Some readers of this blog might be interested in the WALTIC conference that will take place in Stockholm this summer. Here is some information I received:

Welcome to WALTIC – the Value of Words!
A global arena for collaboration, creating opinion and achieving change

In June 2008, the Swedish Writers’ Union will launch WALTIC - the Value of Words, the first literary world congress of its kind. Between 29 June and 2 July 2008 one thousand writers, translators and scholars will gather for a mutual manifestation of the value of words and in support of human rights.

The key philosophy of WALTIC is to consider literature as a source of knowledge with political strength. The written word and the inherent power of the narrative is the basis for global society as a whole. That is why, in the words of Philip Pullman, “dictators and tyrants hate literature: the secret democracy of reading is too strong for them to withstand.” It is our conviction that the writers and translators of the world play an important role as mediators of knowledge, creators of opinion and as achievers of public change.

WALTIC will focus on three urgent global issues: Literacy, Intercultural dialogue and Digitalisation. The program offers a wealth of seminars, lectures and best practices. Among the speakers you will find leading writers and scholars as well as translators and innovative poets – with even numbers of women and men represented.

WALTIC will take a stand to: Increase literacy, safeguard freedom of expression, and strengthen authors’ rights.

We hope to see you in Stockholm at WALTIC 2008!

Call for Best Practice & Call for Stories now open!

Call for Best Practice

The Best Practice program will include a number of topics that concern writers and literary translators, as well as practical work related to the main themes of WALTIC. The program will hold everything from Writers’ and Translators’ Issues and Creative Writing to Literacy and Intercultural Exchange.

Call for Stories
WALTIC is a unique literary congress insofar as it also engages high-profile academics from around the world. Alongside independent writers and translators, we therefore particularly encourage researchers and academics to share their work within WALTIC’s exclusive Stories program.

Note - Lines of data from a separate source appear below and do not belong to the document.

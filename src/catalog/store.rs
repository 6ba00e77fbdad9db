use std::collections::HashMap;
use std::fs::File;
use std::io::{BufRead, BufReader};
use std::path::{Path, PathBuf};

use thiserror::Error;
use tracing::{debug, info, warn};

use crate::catalog::index::SortedIndex;
use crate::core::course::{Course, CourseSummary};
use crate::core::types::CourseId;
use crate::parsing::csv::{classify_line, LineOutcome};

#[derive(Error, Debug)]
pub enum CatalogError {
    #[error("Unable to open course data: {}", path.display())]
    SourceUnavailable {
        path: PathBuf,
        #[source]
        source: std::io::Error,
    },
}

/// Counts gathered while loading a catalog
#[derive(Debug, Clone, Copy, Default, PartialEq, Eq)]
pub struct LoadSummary {
    /// Unique courses in the catalog after the load
    pub records: usize,

    /// Lines read from the source, blank ones included
    pub lines_read: usize,

    /// Non-blank lines that did not produce a course
    pub skipped: usize,

    /// Courses replaced by a later line with the same id
    pub overwritten: usize,
}

/// Result of listing the catalog
#[derive(Debug, PartialEq, Eq)]
pub enum Listing {
    /// Nothing has been loaded, or the last load produced no courses
    NoData,
    /// `(id, title)` pairs in ascending id order
    Courses(Vec<CourseSummary>),
}

/// Result of looking up a single course
#[derive(Debug, PartialEq, Eq)]
pub enum Lookup<'a> {
    /// The catalog is empty
    NoData,
    /// The catalog has courses but not this one (normalized id attached)
    NotFound(CourseId),
    Found(&'a Course),
}

/// In-memory course catalog with a sorted index for enumeration
#[derive(Debug, Default)]
pub struct CourseCatalog {
    /// Index: normalized id -> course
    by_id: HashMap<CourseId, Course>,

    /// All keys of `by_id`, ascending
    sorted_ids: SortedIndex,
}

impl CourseCatalog {
    /// Create an empty catalog
    pub fn new() -> Self {
        Self::default()
    }

    /// Replace the contents of this catalog with the courses in `path`.
    ///
    /// The new catalog is built separately and swapped in only after the
    /// whole source has been read, so on error `self` is left untouched.
    ///
    /// # Errors
    ///
    /// Returns `CatalogError::SourceUnavailable` if the file cannot be opened
    /// or read.
    pub fn load(&mut self, path: &Path) -> Result<LoadSummary, CatalogError> {
        let (catalog, summary) = Self::read_file(path)?;
        *self = catalog;
        Ok(summary)
    }

    /// Load a catalog from a course data file
    ///
    /// # Errors
    ///
    /// Returns `CatalogError::SourceUnavailable` if the file cannot be opened
    /// or read.
    pub fn load_from_file(path: &Path) -> Result<Self, CatalogError> {
        Self::read_file(path).map(|(catalog, _)| catalog)
    }

    fn read_file(path: &Path) -> Result<(Self, LoadSummary), CatalogError> {
        let file = File::open(path).map_err(|source| CatalogError::SourceUnavailable {
            path: path.to_path_buf(),
            source,
        })?;
        Self::from_reader(BufReader::new(file), path)
    }

    /// Build a catalog from any buffered reader. `origin` names the source in
    /// errors and log messages.
    ///
    /// Lines are decoded lossily, so bytes that are not valid UTF-8 end up as
    /// replacement characters in that line instead of failing the load.
    ///
    /// # Errors
    ///
    /// Returns `CatalogError::SourceUnavailable` if reading fails part way.
    pub fn from_reader<R: BufRead>(
        mut reader: R,
        origin: &Path,
    ) -> Result<(Self, LoadSummary), CatalogError> {
        let mut catalog = Self::new();
        let mut summary = LoadSummary::default();
        let mut buf = Vec::new();

        loop {
            buf.clear();
            let read = reader.read_until(b'\n', &mut buf).map_err(|source| {
                CatalogError::SourceUnavailable {
                    path: origin.to_path_buf(),
                    source,
                }
            })?;
            if read == 0 {
                break;
            }

            summary.lines_read += 1;
            let line = String::from_utf8_lossy(&buf);
            catalog.ingest(&line, summary.lines_read, &mut summary);
        }

        catalog.finish(origin, &mut summary);
        Ok((catalog, summary))
    }

    /// Build a catalog from in-memory text
    pub fn from_text(text: &str) -> (Self, LoadSummary) {
        let mut catalog = Self::new();
        let mut summary = LoadSummary::default();

        for (i, line) in text.lines().enumerate() {
            summary.lines_read += 1;
            catalog.ingest(line, i + 1, &mut summary);
        }

        catalog.finish(Path::new("<memory>"), &mut summary);
        (catalog, summary)
    }

    fn ingest(&mut self, line: &str, line_num: usize, summary: &mut LoadSummary) {
        match classify_line(line, line_num) {
            LineOutcome::Blank => {}
            LineOutcome::Record(course) => self.insert(course, summary),
            LineOutcome::Skipped => summary.skipped += 1,
        }
    }

    fn insert(&mut self, course: Course, summary: &mut LoadSummary) {
        if let Some(previous) = self.by_id.insert(course.id.clone(), course) {
            debug!("Replacing earlier definition of {}", previous.id);
            summary.overwritten += 1;
        }
    }

    fn finish(&mut self, origin: &Path, summary: &mut LoadSummary) {
        self.sorted_ids = SortedIndex::build(&self.by_id);
        summary.records = self.by_id.len();

        if self.is_empty() {
            warn!("No courses found in {}", origin.display());
        } else {
            info!(
                "Loaded {} courses from {} ({} lines, {} skipped, {} overwritten)",
                summary.records,
                origin.display(),
                summary.lines_read,
                summary.skipped,
                summary.overwritten
            );
        }
    }

    /// Number of courses in catalog
    pub fn len(&self) -> usize {
        self.by_id.len()
    }

    /// Check if catalog is empty
    pub fn is_empty(&self) -> bool {
        self.by_id.is_empty()
    }

    /// All courses as `(id, title)` pairs in ascending id order
    pub fn list_all(&self) -> Listing {
        if self.is_empty() {
            return Listing::NoData;
        }
        Listing::Courses(self.iter_sorted().map(Course::summary).collect())
    }

    /// Look up a course by id. The id is normalized the same way ids are at
    /// load time.
    pub fn get(&self, raw_id: &str) -> Lookup<'_> {
        if self.is_empty() {
            return Lookup::NoData;
        }

        let id = CourseId::new(raw_id);
        match self.by_id.get(&id) {
            Some(course) => Lookup::Found(course),
            None => Lookup::NotFound(id),
        }
    }

    /// Iterate courses in ascending id order
    pub fn iter_sorted(&self) -> impl Iterator<Item = &Course> + '_ {
        self.sorted_ids
            .iter()
            .filter_map(move |id| self.by_id.get(id))
    }
}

The oral presentations are 15 or 30 minutes for both programs and submitters are welcome to indicate their preference. For more information and topics, see

Deadline for on-line submission 3 March, 2008

Resident of a low-income country? Please look into the WALTIC scholarship program.

WALTIC 2008 is arranged in close co-operation with SIDA, The Swedish National Commission for UNESCO and SI (Svenska Institutet)

Wednesday, February 06, 2008

Versioning vs. Translating

Last week, I attended the conference for the Association of Writers and Writing Programs in New York City. There were several panels on translation, which was exciting to see. However, it seems quite obvious that not everyone really understands what translation is.

At the first panel I attended on translation, one woman (who shall remain nameless) was introduced as "a poet and translator." However, it quickly became clear that this woman was a monolingual. She didn't know the language she was "translating" from, nor did she know much about the culture, and she had never visited the country. How, then, did she translate?

Well, she is a professor at a university. She found a professor in the psychology department who was a native speaker of the language in question; that professor wrote a literal translation of the poem, and our "translator" then rewrote it as she saw fit. In other words, she took word-for-word translations and wrote versions of them.

Versioning is indeed a form of creative writing, but it is not translation. To truly translate, one must know the language the work is written in and the culture that informs the work. There is team-translation, but this doesn't seem to fall into that category.

It was surprising and disappointing that at a major conference, there was such confusion about what translation is.